While she worked hard to scratch her way out of poverty as a single parent, scrubbing the toilets of the wealthy, navigating domestic labor jobs, higher education, assisted housing, and a tangled web of government assistance, Stephanie wrote. She wrote the true stories that weren't being told. The stories of overworked and underpaid Americans.
Written in honest, heart-rending prose and with great insight, Maid explores the underbelly of upper-middle class America and the reality of what it's like to be in service to them. "I'd become a nameless ghost," Stephanie writes. With this book, she gives voice to the "servant" worker, those who fight daily to scramble and scrape by for their own lives and the lives of their children.
Why I love it
Meghan Maclean Weir
Author, The Book of Essie
Cleaning houses and practicing medicine both involve a fair amount of piss and vomit. That’s why, while reading Stephanie Land’s memoir, Maid, I often found myself thinking, I know exactly what that smells like. I’m a pediatrician. Land, during the period described in this book, was primarily a house cleaner. In both these jobs, you catch glimpses of other people’s lives, their messiness, their vulnerability and suffering. You help the best you can. You worry it’s not enough.
In Maid, Land recounts the years she spent cleaning the homes of the wealthy while struggling to keep a roof over her and her daughter’s heads. The book is a first-hand account of the ways in which poverty is demoralizing and the system, itself, is broken. It’s also a story about motherhood, and how it expands your capacity for joy and love even as it breaks you.
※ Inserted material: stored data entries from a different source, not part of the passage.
//! Microphone capture via cpal

use std::collections::VecDeque;
use std::sync::mpsc::{self, Receiver, RecvTimeoutError};
use std::time::Duration;

use cpal::traits::{DeviceTrait, HostTrait, StreamTrait};
use cpal::{SampleFormat, Stream, StreamConfig};

use visit_agent_config::AudioConfig;
use visit_agent_core::{f32_to_i16, AudioSource, CapturedAudio, Result, UtteranceCapture};

use crate::endpointer::{Endpointer, EndpointerConfig};
use crate::vad::WebRtcClassifier;
use crate::PipelineError;

/// How long a read waits for the device before giving up
const DEVICE_STALL_TIMEOUT: Duration = Duration::from_secs(2);

/// Mono PCM16 frames from the default input device.
///
/// The cpal stream is not `Send`; open the source on the thread that reads it.
pub struct CpalSource {
    _stream: Stream,
    rx: Receiver<Vec<i16>>,
    pending: VecDeque<i16>,
    sample_rate: u32,
}

impl CpalSource {
    /// Open the default input device at `sample_rate`, mono
    pub fn open(sample_rate: u32) -> std::result::Result<Self, PipelineError> {
        let device = cpal::default_host()
            .default_input_device()
            .ok_or_else(|| PipelineError::Device("No input device available".to_string()))?;

        let sample_format = device.default_input_config()?.sample_format();
        let config = StreamConfig {
            channels: 1,
            sample_rate: cpal::SampleRate(sample_rate),
            buffer_size: cpal::BufferSize::Default,
        };

        let (tx, rx) = mpsc::channel::<Vec<i16>>();
        let on_error = |err: cpal::StreamError| {
            tracing::warn!(error = %err, "Input stream error");
        };

        let stream = match sample_format {
            SampleFormat::I16 => device.build_input_stream(
                &config,
                move |data: &[i16], _: &cpal::InputCallbackInfo| {
                    let _ = tx.send(data.to_vec());
                },
                on_error,
                None,
            )?,
            SampleFormat::F32 => device.build_input_stream(
                &config,
                move |data: &[f32], _: &cpal::InputCallbackInfo| {
                    let _ = tx.send(data.iter().map(|s| f32_to_i16(*s)).collect());
                },
                on_error,
                None,
            )?,
            other => {
                return Err(PipelineError::Device(format!(
                    "Unsupported input sample format: {:?}",
                    other
                )))
            },
        };

        stream.play()?;

        tracing::debug!(
            device = %device.name().unwrap_or_else(|_| "unknown".to_string()),
            sample_rate,
            ?sample_format,
            "Input stream started"
        );

        Ok(Self {
            _stream: stream,
            rx,
            pending: VecDeque::new(),
            sample_rate,
        })
    }
}

impl AudioSource for CpalSource {
    fn sample_rate(&self) -> u32 {
        self.sample_rate
    }

    fn read_frame(&mut self, frame: &mut [i16]) -> Result<()> {
        while self.pending.len() < frame.len() {
            match self.rx.recv_timeout(DEVICE_STALL_TIMEOUT) {
                Ok(chunk) => self.pending.extend(chunk),
                Err(RecvTimeoutError::Timeout) => {
                    return Err(PipelineError::Device(
                        "Input device stopped delivering audio".to_string(),
                    )
                    .into())
                },
                Err(RecvTimeoutError::Disconnected) => return Err(PipelineError::ChannelClosed.into()),
            }
        }

        let len = frame.len();
        for (dst, src) in frame.iter_mut().zip(self.pending.drain(..len)) {
            *dst = src;
        }
        Ok(())
    }
}

/// End-pointed capture from the default microphone.
///
/// Each call opens the device, records until trailing silence and closes it
/// again; the caller's thread is blocked for the whole utterance.
pub struct MicrophoneCapture {
    config: AudioConfig,
}

impl MicrophoneCapture {
    pub fn new(config: AudioConfig) -> Self {
        Self { config }
    }
}

impl UtteranceCapture for MicrophoneCapture {
    fn capture(&mut self) -> Result<CapturedAudio> {
        let mut classifier =
            WebRtcClassifier::new(self.config.sample_rate, self.config.vad_aggressiveness)?;
        let mut source = CpalSource::open(self.config.sample_rate)?;
        let endpointer = Endpointer::new(EndpointerConfig::from(&self.config));

        tracing::info!(
            silence_timeout_ms = self.config.silence_timeout_ms,
            "Recording until silence"
        );
        let clip = endpointer.run(&mut source, &mut classifier)?;
        tracing::info!(
            duration_ms = clip.duration().as_millis() as u64,
            speech_frames = clip.speech_frames,
            "Recording finished"
        );

        Ok(clip)
    }
}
As Land’s raw and moving story unfolds, it’s tempting to wonder aloud how she juggles poverty, homelessness, and the physical toil of working as a maid—all while being a single parent. But don’t. There’s a chapter on why she hates that. And really, who doesn't? This story is the perfect reminder that while we all struggle, every day, to do better, to be better, it’s infinitely easier to get by when you have a little help from your friends.